What the exercise asks: Return every line in the entries below where the word "strait" shows up.

START Data to process

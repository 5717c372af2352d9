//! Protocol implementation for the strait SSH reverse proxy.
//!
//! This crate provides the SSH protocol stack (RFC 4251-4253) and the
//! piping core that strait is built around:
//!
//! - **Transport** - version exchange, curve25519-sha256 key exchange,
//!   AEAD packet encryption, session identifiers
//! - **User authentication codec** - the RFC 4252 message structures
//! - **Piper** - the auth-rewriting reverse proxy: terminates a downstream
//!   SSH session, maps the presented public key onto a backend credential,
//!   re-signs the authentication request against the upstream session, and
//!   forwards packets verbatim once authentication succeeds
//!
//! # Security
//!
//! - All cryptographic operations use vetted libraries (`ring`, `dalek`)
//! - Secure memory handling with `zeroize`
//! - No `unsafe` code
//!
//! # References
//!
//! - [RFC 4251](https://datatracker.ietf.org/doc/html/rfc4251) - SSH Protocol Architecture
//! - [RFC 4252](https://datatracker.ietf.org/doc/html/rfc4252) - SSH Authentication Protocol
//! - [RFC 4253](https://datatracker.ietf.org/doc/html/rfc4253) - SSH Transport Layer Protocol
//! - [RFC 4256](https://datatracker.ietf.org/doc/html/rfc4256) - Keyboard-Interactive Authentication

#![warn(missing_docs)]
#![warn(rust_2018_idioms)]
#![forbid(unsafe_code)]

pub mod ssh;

END Data to process

Task result:
//! Protocol implementation for the strait SSH reverse proxy.
//! piping core that strait is built around:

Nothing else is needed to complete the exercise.